§ EXERCISE INSTRUCTIONS: Scan the records for the string "Option"; copy each line where it occurs.

§ Collected data entries:

--- --- ---

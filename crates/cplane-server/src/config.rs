//! Configuration for the control plane server.
//!
//! Defaults can be overridden via environment variables:
//!
//! - `CONTROL_PLANE_HOST`               (default: "0.0.0.0")
//! - `CONTROL_PLANE_PORT`               (default: "7800")
//! - `CONTROL_PLANE_HEARTBEAT_SECS`     (default: "15")
//! - `CONTROL_PLANE_REQUEST_TIMEOUT_MS` (default: "30000")
//! - `CONTROL_PLANE_DATA_TIMEOUT_MS`    (default: "30000")
//! - `CONTROL_PLANE_FAIL_FAST`          (default: "false")
//! - `CONTROL_PLANE_SERVER_VERSION`     (default: crate version)
//!
//! The binary can also load a TOML file with the same keys in
//! snake_case plus an `[[engines]]` table; env vars win over the file.

use std::env;
use std::fs;
use std::path::Path;
use std::str::FromStr;
use std::time::Duration;

use serde::Deserialize;
use thiserror::Error;

use crate::registry::EngineRecord;
use crate::types::EngineId;

#[derive(Debug, Error)]
pub enum ConfigError {
    #[error("invalid value {value:?} for {key}")]
    InvalidVar { key: &'static str, value: String },

    #[error("cannot read config file: {0}")]
    Io(#[from] std::io::Error),

    #[error("cannot parse config file: {0}")]
    Toml(#[from] toml::de::Error),
}

/// Server configuration.
#[derive(Debug, Clone)]
pub struct Config {
    /// IP address / interface to bind to (e.g. "0.0.0.0" or "127.0.0.1").
    pub host: String,

    /// TCP port to listen on. `0` picks an ephemeral port.
    pub port: u16,

    /// Interval between `Ping`s to every engine.
    pub heartbeat_interval: Duration,

    /// Window for `SessionOpenResult`, `ExecCommandResult` and
    /// `PortCheckResult` replies.
    pub request_timeout: Duration,

    /// Window for a `ConnectionReady` data socket to show up after
    /// `join_session` / `wait_for_data_connection`.
    pub data_connection_timeout: Duration,

    /// Reject pending requests as soon as their engine disconnects
    /// instead of letting them run into their timeout.
    pub fail_fast_on_disconnect: bool,

    /// Version reported to engines in `EngineHelloAck`.
    pub server_version: String,
}

impl Default for Config {
    fn default() -> Self {
        Config {
            host: "0.0.0.0".to_string(),
            port: 7800,
            heartbeat_interval: Duration::from_secs(15),
            request_timeout: Duration::from_millis(30_000),
            data_connection_timeout: Duration::from_millis(30_000),
            fail_fast_on_disconnect: false,
            server_version: env!("CARGO_PKG_VERSION").to_string(),
        }
    }
}

/// Engine entry of the config file.
#[derive(Debug, Clone, Deserialize)]
pub struct EngineEntry {
    pub id: EngineId,
    pub name: String,
    pub token: String,
}

#[derive(Debug, Default, Deserialize)]
#[serde(deny_unknown_fields)]
struct FileConfig {
    host: Option<String>,
    port: Option<u16>,
    heartbeat_secs: Option<u64>,
    request_timeout_ms: Option<u64>,
    data_timeout_ms: Option<u64>,
    fail_fast_on_disconnect: Option<bool>,
    server_version: Option<String>,
    #[serde(default)]
    engines: Vec<EngineEntry>,
}

impl Config {
    /// Construct a `Config` from environment variables, falling back
    /// to reasonable defaults.
    pub fn from_env() -> Result<Self, ConfigError> {
        Config::default().with_env_overrides()
    }

    /// Parse a TOML config file, returning the config (with env
    /// overrides applied) and the engine records it declares.
    pub fn from_file(path: &Path) -> Result<(Self, Vec<EngineRecord>), ConfigError> {
        let text = fs::read_to_string(path)?;
        Config::from_toml_str(&text)
    }

    pub fn from_toml_str(text: &str) -> Result<(Self, Vec<EngineRecord>), ConfigError> {
        let file: FileConfig = toml::from_str(text)?;
        let defaults = Config::default();

        let config = Config {
            host: file.host.unwrap_or(defaults.host),
            port: file.port.unwrap_or(defaults.port),
            heartbeat_interval: file
                .heartbeat_secs
                .map(|secs| Duration::from_secs(secs.max(1)))
                .unwrap_or(defaults.heartbeat_interval),
            request_timeout: file
                .request_timeout_ms
                .map(Duration::from_millis)
                .unwrap_or(defaults.request_timeout),
            data_connection_timeout: file
                .data_timeout_ms
                .map(Duration::from_millis)
                .unwrap_or(defaults.data_connection_timeout),
            fail_fast_on_disconnect: file
                .fail_fast_on_disconnect
                .unwrap_or(defaults.fail_fast_on_disconnect),
            server_version: file.server_version.unwrap_or(defaults.server_version),
        };

        let engines = file
            .engines
            .into_iter()
            .map(|e| EngineRecord::new(e.id, e.name, e.token))
            .collect();

        Ok((config.with_env_overrides()?, engines))
    }

    /// Apply any `CONTROL_PLANE_*` variables on top of `self`.
    pub fn with_env_overrides(mut self) -> Result<Self, ConfigError> {
        if let Ok(host) = env::var("CONTROL_PLANE_HOST") {
            self.host = host;
        }
        if let Some(port) = read_env("CONTROL_PLANE_PORT")? {
            self.port = port;
        }
        if let Some(secs) = read_env::<u64>("CONTROL_PLANE_HEARTBEAT_SECS")? {
            self.heartbeat_interval = Duration::from_secs(secs.max(1));
        }
        if let Some(ms) = read_env("CONTROL_PLANE_REQUEST_TIMEOUT_MS")? {
            self.request_timeout = Duration::from_millis(ms);
        }
        if let Some(ms) = read_env("CONTROL_PLANE_DATA_TIMEOUT_MS")? {
            self.data_connection_timeout = Duration::from_millis(ms);
        }
        if let Some(fail_fast) = read_env("CONTROL_PLANE_FAIL_FAST")? {
            self.fail_fast_on_disconnect = fail_fast;
        }
        if let Ok(version) = env::var("CONTROL_PLANE_SERVER_VERSION") {
            self.server_version = version;
        }
        Ok(self)
    }

    /// Convenience: `host:port` socket string.
    pub fn socket_addr_string(&self) -> String {
        format!("{}:{}", self.host, self.port)
    }
}

fn read_env<T: FromStr>(key: &'static str) -> Result<Option<T>, ConfigError> {
    match env::var(key) {
        Ok(value) => value
            .trim()
            .parse::<T>()
            .map(Some)
            .map_err(|_| ConfigError::InvalidVar { key, value }),
        Err(_) => Ok(None),
    }
}

#[cfg(test)]
mod tests {
    use super::*;

    #[test]
    fn toml_file_sets_fields_and_engines() {
        let text = r#"
            host = "127.0.0.1"
            port = 9100
            heartbeat_secs = 5
            request_timeout_ms = 1500
            fail_fast_on_disconnect = true

            [[engines]]
            id = 4
            name = "edge-a"
            token = "tok-a"

            [[engines]]
            id = 9
            name = "edge-b"
            token = "tok-b"
        "#;

        let (config, engines) = Config::from_toml_str(text).unwrap();
        assert_eq!(config.socket_addr_string(), "127.0.0.1:9100");
        assert_eq!(config.heartbeat_interval, Duration::from_secs(5));
        assert_eq!(config.request_timeout, Duration::from_millis(1500));
        assert_eq!(config.data_connection_timeout, Duration::from_millis(30_000));
        assert!(config.fail_fast_on_disconnect);

        assert_eq!(engines.len(), 2);
        assert_eq!(engines[0].id, EngineId(4));
        assert_eq!(engines[1].name, "edge-b");
        assert_eq!(engines[1].registration_token, "tok-b");
        assert!(engines[1].last_connected_at.is_none());
    }

    #[test]
    fn zero_heartbeat_is_clamped() {
        let (config, _) = Config::from_toml_str("heartbeat_secs = 0").unwrap();
        assert_eq!(config.heartbeat_interval, Duration::from_secs(1));
    }

    #[test]
    fn unknown_keys_are_rejected() {
        assert!(matches!(
            Config::from_toml_str("max_clients = 10"),
            Err(ConfigError::Toml(_))
        ));
    }
}
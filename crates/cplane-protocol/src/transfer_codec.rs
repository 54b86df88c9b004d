//! Binary encoding/decoding for file-transfer envelopes.
//!
//! Same header as control envelopes, followed by the request id:
//!
//! ```text
//! [0]    : msg_type (WireTransferType as u8)
//! [1]    : version
//! [2..4] : reserved = 0
//! [4..8] : request_id (u32 BE)
//! [8..]  : body
//!
//! ListDir, Stat, Mkdir, Unlink,
//! Realpath, ReadFile, WriteBegin : path:str
//! WriteData                      : data:bytes
//! WriteEnd, Ready, Ok, FileEnd   : (empty)
//! Rmdir                          : path:str, recursive:u8
//! Rename                         : old_path:str, new_path:str
//! Chmod                          : path:str, mode:u32
//! Exec                           : command:str
//! SearchDirs                     : search_path:str, max_results:u32
//! Error                          : message:str
//! DirList                        : vec<name:str, is_dir:u8, is_symlink:u8,
//!                                      mtime:u64, size:u64, mode:u32>
//! StatResult                     : size:u64, mode:u32, uid:u32, gid:u32,
//!                                  atime:u64, mtime:u64, owner:str,
//!                                  group:str, is_dir:u8
//! RealpathResult                 : path:str, is_dir:u8
//! FileData                       : data:bytes, total_size:u64
//! ExecResult                     : stdout:str, stderr:str, exit_code:i32
//! SearchResult                   : vec<str>
//! ```

use bytes::BufMut;

use cplane_core::{DirEntry, ExecOutput, FileStat, TransferBody, TransferMessage};

use crate::error::ProtocolError;
use crate::wire_types::{
    put_bool, put_bytes, put_count, put_header, put_str, split_header, WireReader,
    WireTransferType,
};

/// Encode a single file-transfer envelope.
///
/// The encoded bytes are appended to `out`.
pub fn encode_transfer(msg: &TransferMessage, out: &mut Vec<u8>) -> Result<(), ProtocolError> {
    let rid = msg.request_id;

    match &msg.body {
        TransferBody::Ready => start(out, WireTransferType::Ready, rid),
        TransferBody::Ok => start(out, WireTransferType::Ok, rid),
        TransferBody::FileEnd => start(out, WireTransferType::FileEnd, rid),
        TransferBody::WriteEnd => start(out, WireTransferType::WriteEnd, rid),

        TransferBody::ListDir { path } => path_req(out, WireTransferType::ListDir, rid, path)?,
        TransferBody::Stat { path } => path_req(out, WireTransferType::Stat, rid, path)?,
        TransferBody::Mkdir { path } => path_req(out, WireTransferType::Mkdir, rid, path)?,
        TransferBody::Unlink { path } => path_req(out, WireTransferType::Unlink, rid, path)?,
        TransferBody::Realpath { path } => path_req(out, WireTransferType::Realpath, rid, path)?,
        TransferBody::ReadFile { path } => path_req(out, WireTransferType::ReadFile, rid, path)?,
        TransferBody::WriteBegin { path } => {
            path_req(out, WireTransferType::WriteBegin, rid, path)?
        }

        TransferBody::WriteData { data } => encode_write_data(rid, data, out)?,
        TransferBody::Rmdir { path, recursive } => {
            start(out, WireTransferType::Rmdir, rid);
            put_str(out, path)?;
            put_bool(out, *recursive);
        }
        TransferBody::Rename { old_path, new_path } => {
            start(out, WireTransferType::Rename, rid);
            put_str(out, old_path)?;
            put_str(out, new_path)?;
        }
        TransferBody::Chmod { path, mode } => {
            start(out, WireTransferType::Chmod, rid);
            put_str(out, path)?;
            out.put_u32(*mode);
        }
        TransferBody::Exec { command } => {
            start(out, WireTransferType::Exec, rid);
            put_str(out, command)?;
        }
        TransferBody::SearchDirs {
            search_path,
            max_results,
        } => {
            start(out, WireTransferType::SearchDirs, rid);
            put_str(out, search_path)?;
            out.put_u32(*max_results);
        }

        TransferBody::Error { message } => {
            start(out, WireTransferType::Error, rid);
            put_str(out, message)?;
        }
        TransferBody::DirList { entries } => {
            start(out, WireTransferType::DirList, rid);
            put_count(out, entries.len())?;
            for e in entries {
                put_str(out, &e.name)?;
                put_bool(out, e.is_dir);
                put_bool(out, e.is_symlink);
                out.put_u64(e.mtime);
                out.put_u64(e.size);
                out.put_u32(e.mode);
            }
        }
        TransferBody::StatResult(s) => {
            start(out, WireTransferType::StatResult, rid);
            out.put_u64(s.size);
            out.put_u32(s.mode);
            out.put_u32(s.uid);
            out.put_u32(s.gid);
            out.put_u64(s.atime);
            out.put_u64(s.mtime);
            put_str(out, &s.owner)?;
            put_str(out, &s.group)?;
            put_bool(out, s.is_dir);
        }
        TransferBody::RealpathResult { path, is_dir } => {
            start(out, WireTransferType::RealpathResult, rid);
            put_str(out, path)?;
            put_bool(out, *is_dir);
        }
        TransferBody::FileData { data, total_size } => {
            start(out, WireTransferType::FileData, rid);
            put_bytes(out, data)?;
            out.put_u64(*total_size);
        }
        TransferBody::ExecResult(x) => {
            start(out, WireTransferType::ExecResult, rid);
            put_str(out, &x.stdout)?;
            put_str(out, &x.stderr)?;
            out.put_i32(x.exit_code);
        }
        TransferBody::SearchResult { directories } => {
            start(out, WireTransferType::SearchResult, rid);
            put_count(out, directories.len())?;
            for d in directories {
                put_str(out, d)?;
            }
        }
    }

    Ok(())
}

/// Encode a `WriteData` envelope straight from a borrowed chunk.
///
/// Used by writers that split a large buffer without copying each
/// chunk into a `TransferBody` first.
pub fn encode_write_data(request_id: u32, data: &[u8], out: &mut Vec<u8>) -> Result<(), ProtocolError> {
    start(out, WireTransferType::WriteData, request_id);
    put_bytes(out, data)
}

/// Decode a single file-transfer envelope.
pub fn decode_transfer(buf: &[u8]) -> Result<TransferMessage, ProtocolError> {
    let (msg_type, body) = split_header(buf)?;
    let wire_type =
        WireTransferType::from_u8(msg_type).ok_or(ProtocolError::UnknownMessageType(msg_type))?;

    let mut r = WireReader::new(body);
    let request_id = r.u32()?;

    let body = match wire_type {
        WireTransferType::Ready => TransferBody::Ready,
        WireTransferType::Ok => TransferBody::Ok,
        WireTransferType::FileEnd => TransferBody::FileEnd,
        WireTransferType::WriteEnd => TransferBody::WriteEnd,

        WireTransferType::ListDir => TransferBody::ListDir { path: r.string("path")? },
        WireTransferType::Stat => TransferBody::Stat { path: r.string("path")? },
        WireTransferType::Mkdir => TransferBody::Mkdir { path: r.string("path")? },
        WireTransferType::Unlink => TransferBody::Unlink { path: r.string("path")? },
        WireTransferType::Realpath => TransferBody::Realpath { path: r.string("path")? },
        WireTransferType::ReadFile => TransferBody::ReadFile { path: r.string("path")? },
        WireTransferType::WriteBegin => TransferBody::WriteBegin { path: r.string("path")? },

        WireTransferType::WriteData => TransferBody::WriteData {
            data: r.bytes()?.to_vec(),
        },
        WireTransferType::Rmdir => TransferBody::Rmdir {
            path: r.string("path")?,
            recursive: r.bool("recursive")?,
        },
        WireTransferType::Rename => TransferBody::Rename {
            old_path: r.string("old_path")?,
            new_path: r.string("new_path")?,
        },
        WireTransferType::Chmod => TransferBody::Chmod {
            path: r.string("path")?,
            mode: r.u32()?,
        },
        WireTransferType::Exec => TransferBody::Exec {
            command: r.string("command")?,
        },
        WireTransferType::SearchDirs => TransferBody::SearchDirs {
            search_path: r.string("search_path")?,
            max_results: r.u32()?,
        },

        WireTransferType::Error => TransferBody::Error {
            message: r.string("message")?,
        },
        WireTransferType::DirList => {
            let count = r.count(26)?;
            let mut entries = Vec::with_capacity(count);
            for _ in 0..count {
                entries.push(DirEntry {
                    name: r.string("entry.name")?,
                    is_dir: r.bool("entry.is_dir")?,
                    is_symlink: r.bool("entry.is_symlink")?,
                    mtime: r.u64()?,
                    size: r.u64()?,
                    mode: r.u32()?,
                });
            }
            TransferBody::DirList { entries }
        }
        WireTransferType::StatResult => TransferBody::StatResult(FileStat {
            size: r.u64()?,
            mode: r.u32()?,
            uid: r.u32()?,
            gid: r.u32()?,
            atime: r.u64()?,
            mtime: r.u64()?,
            owner: r.string("owner")?,
            group: r.string("group")?,
            is_dir: r.bool("is_dir")?,
        }),
        WireTransferType::RealpathResult => TransferBody::RealpathResult {
            path: r.string("path")?,
            is_dir: r.bool("is_dir")?,
        },
        WireTransferType::FileData => TransferBody::FileData {
            data: r.bytes()?.to_vec(),
            total_size: r.u64()?,
        },
        WireTransferType::ExecResult => TransferBody::ExecResult(ExecOutput {
            stdout: r.string("stdout")?,
            stderr: r.string("stderr")?,
            exit_code: r.i32()?,
        }),
        WireTransferType::SearchResult => {
            let count = r.count(4)?;
            let mut directories = Vec::with_capacity(count);
            for _ in 0..count {
                directories.push(r.string("directory")?);
            }
            TransferBody::SearchResult { directories }
        }
    };

    Ok(TransferMessage { request_id, body })
}

// -----------------------------------------------------------------------------
// Helpers
// -----------------------------------------------------------------------------

fn start(out: &mut Vec<u8>, ty: WireTransferType, request_id: u32) {
    put_header(out, ty as u8);
    out.put_u32(request_id);
}

fn path_req(
    out: &mut Vec<u8>,
    ty: WireTransferType,
    request_id: u32,
    path: &str,
) -> Result<(), ProtocolError> {
    start(out, ty, request_id);
    put_str(out, path)
}
use std::io;

use cplane_protocol::ProtocolError;
use thiserror::Error;

#[derive(Debug, Error)]
pub enum TransferError {
    /// The engine answered with `Error { message }`.
    #[error("{0}")]
    Remote(String),

    /// The socket closed (or `close()` was called) before a reply.
    #[error("file-transfer connection closed")]
    ConnectionClosed,

    /// The engine answered with a reply of the wrong kind.
    #[error("unexpected reply: {0}")]
    UnexpectedReply(&'static str),

    #[error(transparent)]
    Protocol(#[from] ProtocolError),

    #[error(transparent)]
    Io(#[from] io::Error),
}
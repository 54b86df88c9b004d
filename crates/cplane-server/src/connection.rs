//! Per-socket task.
//!
//! Every accepted socket starts out unidentified. Its first complete
//! frame decides what it is:
//! - `EngineHello` with a valid token: a **control** connection. A
//!   writer task drains the engine's frame channel; this task reads
//!   frames, answers `Ping` itself and forwards everything else to the
//!   coordinator.
//! - `ConnectionReady`: a **data** connection. Framing stops here; any
//!   bytes buffered past the handshake travel with the socket.
//! - anything else: protocol violation, the socket is closed.

use std::net::SocketAddr;
use std::sync::atomic::{AtomicU64, Ordering};
use std::sync::Arc;

use bytes::Bytes;
use tokio::io::{AsyncRead, AsyncReadExt, AsyncWriteExt};
use tokio::net::TcpStream;
use tokio::sync::{mpsc, Notify};
use tracing::{debug, info, warn};

use cplane_core::{ControlMessage, EngineHello};
use cplane_protocol::builders::{engine_hello_ack, pong};
use cplane_protocol::{decode_control, FrameReader};

use crate::coordinator::Command;
use crate::data::DataConnection;
use crate::error::ControlPlaneError;
use crate::registry::EngineRegistry;
use crate::types::{CommandTx, ConnId, EngineId, FrameRx, FrameTx};

const READ_BUF_SIZE: usize = 16 * 1024;

/// Counter for assigning unique `ConnId`s (control sockets and data links).
static NEXT_CONN_ID: AtomicU64 = AtomicU64::new(1);

fn next_conn_id() -> ConnId {
    ConnId(NEXT_CONN_ID.fetch_add(1, Ordering::Relaxed))
}

/// Handle one accepted socket until it closes or is handed off.
pub(crate) async fn run_connection(
    mut stream: TcpStream,
    peer_addr: SocketAddr,
    commands: CommandTx,
    registry: Arc<dyn EngineRegistry>,
    server_version: String,
) -> Result<(), ControlPlaneError> {
    let mut reader = FrameReader::new();
    let mut buf = vec![0u8; READ_BUF_SIZE];

    let first = loop {
        match reader.next_frame() {
            Ok(Some(frame)) => break frame,
            Ok(None) => {}
            Err(e) => {
                warn!(%peer_addr, error = %e, "invalid frame before handshake; closing");
                return Ok(());
            }
        }

        let n = stream.read(&mut buf).await?;
        if n == 0 {
            debug!(%peer_addr, "socket closed before handshake");
            return Ok(());
        }
        reader.push(&buf[..n]);
    };

    let msg = match decode_control(&first) {
        Ok(msg) => msg,
        Err(e) => {
            warn!(%peer_addr, error = %e, "undecodable handshake; closing");
            return Ok(());
        }
    };

    match msg {
        ControlMessage::EngineHello(hello) => {
            run_control(stream, peer_addr, hello, reader, commands, registry, server_version).await
        }
        ControlMessage::ConnectionReady(ready) => {
            let residual = reader.drain();
            let link_id = next_conn_id().0;
            let (conn, link) =
                DataConnection::new(ready.session_id, link_id, stream, residual, commands.clone())?;
            // If the coordinator is gone the connection is simply dropped.
            let _ = commands.send(Command::DataReady { conn, link });
            Ok(())
        }
        other => {
            warn!(%peer_addr, kind = other.kind(), "unexpected first message; closing");
            Ok(())
        }
    }
}

async fn run_control(
    mut stream: TcpStream,
    peer_addr: SocketAddr,
    hello: EngineHello,
    reader: FrameReader,
    commands: CommandTx,
    registry: Arc<dyn EngineRegistry>,
    server_version: String,
) -> Result<(), ControlPlaneError> {
    let token = hello.registration_token.as_deref().unwrap_or_default();
    let record = if token.is_empty() {
        None
    } else {
        match registry.find_by_token(token).await {
            Ok(record) => record,
            Err(e) => {
                warn!(%peer_addr, error = %e, "registry lookup failed");
                None
            }
        }
    };

    let Some(record) = record else {
        warn!(%peer_addr, version = %hello.version, "rejecting engine: invalid registration token");
        let nack = engine_hello_ack(false, &server_version)?;
        let _ = stream.write_all(&nack).await;
        let _ = stream.shutdown().await;
        return Ok(());
    };

    if let Err(e) = registry.update_last_connected(record.id).await {
        warn!(engine_id = %record.id, error = %e, "failed to record last connection time");
    }

    let engine_id = record.id;
    let conn_id = next_conn_id();
    let kill = Arc::new(Notify::new());

    let (mut read_half, mut write_half) = stream.into_split();
    let (frames_tx, mut frames_rx): (FrameTx, FrameRx) = mpsc::unbounded_channel();

    // Writer task: push queued frames to the socket.
    let writer = tokio::spawn(async move {
        while let Some(frame) = frames_rx.recv().await {
            if let Err(e) = write_half.write_all(&frame).await {
                debug!(%engine_id, error = %e, "control write failed");
                break;
            }
        }
        let _ = write_half.shutdown().await;
    });

    let registered = Command::EngineRegistered {
        conn_id,
        engine_id,
        version: hello.version.clone(),
        remote_addr: peer_addr,
        frames: frames_tx.clone(),
        kill: kill.clone(),
    };
    if commands.send(registered).is_err() {
        writer.abort();
        return Ok(());
    }
    info!(%engine_id, name = %record.name, version = %hello.version, %peer_addr, "engine connected");

    let result = control_loop(
        engine_id,
        conn_id,
        &mut read_half,
        reader,
        &frames_tx,
        &commands,
        &kill,
    )
    .await;

    let _ = commands.send(Command::EngineGone { engine_id, conn_id });
    writer.abort();
    result
}

async fn control_loop<R>(
    engine_id: EngineId,
    conn_id: ConnId,
    read_half: &mut R,
    mut reader: FrameReader,
    frames: &FrameTx,
    commands: &CommandTx,
    kill: &Notify,
) -> Result<(), ControlPlaneError>
where
    R: AsyncRead + Unpin,
{
    let mut buf = vec![0u8; READ_BUF_SIZE];

    loop {
        // Frames may already be buffered (e.g. sent right behind the hello).
        loop {
            let frame = match reader.next_frame() {
                Ok(Some(frame)) => frame,
                Ok(None) => break,
                Err(e) => {
                    warn!(%engine_id, error = %e, "invalid frame on control connection; closing");
                    return Ok(());
                }
            };
            if !dispatch(engine_id, conn_id, frame, frames, commands) {
                return Ok(());
            }
        }

        let n = tokio::select! {
            _ = kill.notified() => {
                debug!(%engine_id, "control connection closed by server");
                return Ok(());
            }
            read = read_half.read(&mut buf) => read?,
        };
        if n == 0 {
            return Ok(());
        }
        reader.push(&buf[..n]);
    }
}

/// Handle one control frame. Returns `false` once the coordinator is gone.
fn dispatch(
    engine_id: EngineId,
    conn_id: ConnId,
    frame: Bytes,
    frames: &FrameTx,
    commands: &CommandTx,
) -> bool {
    let msg = match decode_control(&frame) {
        Ok(msg) => msg,
        Err(e) => {
            warn!(%engine_id, error = %e, "dropping undecodable control frame");
            return true;
        }
    };

    match msg {
        ControlMessage::Ping(ping) => {
            match pong(ping.timestamp) {
                Ok(reply) => {
                    let _ = frames.send(reply);
                }
                Err(e) => warn!(error = %e, "failed to encode Pong"),
            }
            true
        }
        msg => {
            tracing::trace!(%engine_id, kind = msg.kind(), "control frame");
            commands
                .send(Command::ControlFrame {
                    engine_id,
                    conn_id,
                    msg,
                })
                .is_ok()
        }
    }
}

--- --- ---

§ RESPONSE TO THIS TASK:
    host: Option<String>,
    port: Option<u16>,
    heartbeat_secs: Option<u64>,
    request_timeout_ms: Option<u64>,
    data_timeout_ms: Option<u64>,
    fail_fast_on_disconnect: Option<bool>,
    server_version: Option<String>,
fn read_env<T: FromStr>(key: &'static str) -> Result<Option<T>, ConfigError> {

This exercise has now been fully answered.